Records for processing Start Marker

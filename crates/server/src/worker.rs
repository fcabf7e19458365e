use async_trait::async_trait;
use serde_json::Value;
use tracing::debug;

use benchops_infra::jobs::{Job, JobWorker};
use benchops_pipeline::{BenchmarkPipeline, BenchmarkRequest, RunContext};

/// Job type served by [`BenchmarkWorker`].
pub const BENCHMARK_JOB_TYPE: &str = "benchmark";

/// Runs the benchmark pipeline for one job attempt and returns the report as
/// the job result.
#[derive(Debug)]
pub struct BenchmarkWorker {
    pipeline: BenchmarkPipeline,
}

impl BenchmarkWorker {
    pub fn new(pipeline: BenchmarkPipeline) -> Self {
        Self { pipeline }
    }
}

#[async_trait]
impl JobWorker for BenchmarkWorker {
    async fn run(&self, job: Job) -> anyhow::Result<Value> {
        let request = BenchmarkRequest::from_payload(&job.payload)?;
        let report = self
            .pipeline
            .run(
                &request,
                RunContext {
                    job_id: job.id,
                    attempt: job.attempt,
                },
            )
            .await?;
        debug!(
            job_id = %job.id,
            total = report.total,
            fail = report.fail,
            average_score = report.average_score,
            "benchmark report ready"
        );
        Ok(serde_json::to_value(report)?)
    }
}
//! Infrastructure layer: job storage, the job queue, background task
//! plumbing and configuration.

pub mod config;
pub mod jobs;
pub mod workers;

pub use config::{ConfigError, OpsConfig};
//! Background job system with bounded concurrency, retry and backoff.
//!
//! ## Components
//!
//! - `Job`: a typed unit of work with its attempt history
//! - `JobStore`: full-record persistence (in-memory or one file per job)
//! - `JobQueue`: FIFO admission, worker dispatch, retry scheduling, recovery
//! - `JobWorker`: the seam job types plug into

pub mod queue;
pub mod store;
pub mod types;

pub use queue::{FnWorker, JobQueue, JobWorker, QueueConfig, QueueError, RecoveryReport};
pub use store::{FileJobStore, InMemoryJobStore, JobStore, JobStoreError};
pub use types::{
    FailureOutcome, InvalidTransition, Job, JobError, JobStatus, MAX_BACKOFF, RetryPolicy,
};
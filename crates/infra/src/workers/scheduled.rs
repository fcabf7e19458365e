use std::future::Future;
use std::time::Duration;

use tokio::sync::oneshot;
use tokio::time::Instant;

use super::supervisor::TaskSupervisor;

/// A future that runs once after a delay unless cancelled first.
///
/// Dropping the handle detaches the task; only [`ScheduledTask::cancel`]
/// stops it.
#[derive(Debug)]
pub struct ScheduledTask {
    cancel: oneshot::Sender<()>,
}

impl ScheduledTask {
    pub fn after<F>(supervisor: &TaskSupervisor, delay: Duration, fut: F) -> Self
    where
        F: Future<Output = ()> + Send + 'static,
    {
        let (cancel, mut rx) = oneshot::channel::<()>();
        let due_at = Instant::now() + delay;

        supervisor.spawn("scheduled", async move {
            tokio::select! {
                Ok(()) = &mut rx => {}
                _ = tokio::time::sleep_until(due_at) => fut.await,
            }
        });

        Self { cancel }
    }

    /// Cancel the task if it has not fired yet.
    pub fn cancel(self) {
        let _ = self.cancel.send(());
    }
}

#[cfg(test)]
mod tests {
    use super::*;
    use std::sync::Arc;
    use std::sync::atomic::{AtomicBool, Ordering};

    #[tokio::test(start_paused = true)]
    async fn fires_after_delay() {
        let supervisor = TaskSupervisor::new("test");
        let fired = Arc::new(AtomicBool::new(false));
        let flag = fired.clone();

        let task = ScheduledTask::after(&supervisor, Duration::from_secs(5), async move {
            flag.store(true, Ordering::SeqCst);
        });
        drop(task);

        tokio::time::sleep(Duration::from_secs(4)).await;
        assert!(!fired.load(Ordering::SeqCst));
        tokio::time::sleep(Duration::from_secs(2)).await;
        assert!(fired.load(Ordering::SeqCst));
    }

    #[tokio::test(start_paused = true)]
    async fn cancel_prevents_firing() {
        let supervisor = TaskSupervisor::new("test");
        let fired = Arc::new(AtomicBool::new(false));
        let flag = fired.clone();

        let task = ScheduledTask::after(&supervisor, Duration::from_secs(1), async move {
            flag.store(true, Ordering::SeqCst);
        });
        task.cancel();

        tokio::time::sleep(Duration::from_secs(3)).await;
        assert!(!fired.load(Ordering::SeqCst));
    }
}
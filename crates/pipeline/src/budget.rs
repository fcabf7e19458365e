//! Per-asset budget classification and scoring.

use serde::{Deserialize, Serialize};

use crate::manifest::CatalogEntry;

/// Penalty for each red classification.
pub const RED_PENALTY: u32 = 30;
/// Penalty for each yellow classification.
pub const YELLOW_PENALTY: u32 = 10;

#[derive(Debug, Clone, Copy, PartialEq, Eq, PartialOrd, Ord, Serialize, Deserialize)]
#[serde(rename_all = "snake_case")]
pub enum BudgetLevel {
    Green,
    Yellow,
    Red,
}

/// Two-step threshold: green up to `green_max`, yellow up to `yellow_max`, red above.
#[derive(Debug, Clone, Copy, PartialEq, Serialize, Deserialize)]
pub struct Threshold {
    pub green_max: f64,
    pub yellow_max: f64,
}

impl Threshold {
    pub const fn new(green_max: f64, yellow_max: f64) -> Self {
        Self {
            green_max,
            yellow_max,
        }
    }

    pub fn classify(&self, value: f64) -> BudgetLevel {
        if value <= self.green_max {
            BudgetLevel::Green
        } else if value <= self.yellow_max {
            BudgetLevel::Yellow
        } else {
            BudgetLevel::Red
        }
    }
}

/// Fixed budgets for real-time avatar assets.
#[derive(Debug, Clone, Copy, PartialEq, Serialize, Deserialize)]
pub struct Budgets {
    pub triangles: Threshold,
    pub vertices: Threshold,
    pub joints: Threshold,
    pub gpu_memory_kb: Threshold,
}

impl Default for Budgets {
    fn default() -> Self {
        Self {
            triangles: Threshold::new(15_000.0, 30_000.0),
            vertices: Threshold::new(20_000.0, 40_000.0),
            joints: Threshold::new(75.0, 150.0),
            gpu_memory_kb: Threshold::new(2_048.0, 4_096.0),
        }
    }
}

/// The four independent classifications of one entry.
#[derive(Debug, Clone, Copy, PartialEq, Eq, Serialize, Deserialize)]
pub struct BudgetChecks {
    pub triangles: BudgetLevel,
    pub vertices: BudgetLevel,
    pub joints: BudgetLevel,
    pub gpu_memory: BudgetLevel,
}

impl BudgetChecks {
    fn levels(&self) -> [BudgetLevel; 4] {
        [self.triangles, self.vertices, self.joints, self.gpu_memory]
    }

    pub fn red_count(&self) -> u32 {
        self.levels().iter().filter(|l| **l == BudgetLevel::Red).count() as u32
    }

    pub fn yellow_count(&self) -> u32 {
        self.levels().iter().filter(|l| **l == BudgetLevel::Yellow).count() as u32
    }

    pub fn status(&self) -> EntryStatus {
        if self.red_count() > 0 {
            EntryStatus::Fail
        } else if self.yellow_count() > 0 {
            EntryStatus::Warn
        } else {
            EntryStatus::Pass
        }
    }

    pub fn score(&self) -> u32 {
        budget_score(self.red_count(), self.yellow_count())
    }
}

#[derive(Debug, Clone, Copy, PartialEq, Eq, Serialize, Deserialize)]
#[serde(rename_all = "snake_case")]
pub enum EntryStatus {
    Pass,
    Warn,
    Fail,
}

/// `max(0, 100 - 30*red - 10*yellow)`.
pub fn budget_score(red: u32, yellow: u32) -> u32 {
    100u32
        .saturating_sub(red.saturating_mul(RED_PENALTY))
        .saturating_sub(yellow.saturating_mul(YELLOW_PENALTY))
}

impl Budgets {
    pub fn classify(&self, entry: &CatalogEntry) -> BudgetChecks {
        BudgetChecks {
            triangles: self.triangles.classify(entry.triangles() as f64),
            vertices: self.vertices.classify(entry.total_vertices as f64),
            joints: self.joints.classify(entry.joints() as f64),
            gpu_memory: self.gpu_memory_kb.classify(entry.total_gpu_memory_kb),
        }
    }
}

Records for processing End Marker

> **Exercise description**
Examine the records and pull out every line where the string "triangles" occurs.

> **Task output**
    pub triangles: Threshold,
            triangles: Threshold::new(15_000.0, 30_000.0),
    pub triangles: BudgetLevel,
        [self.triangles, self.vertices, self.joints, self.gpu_memory]
            triangles: self.triangles.classify(entry.triangles() as f64),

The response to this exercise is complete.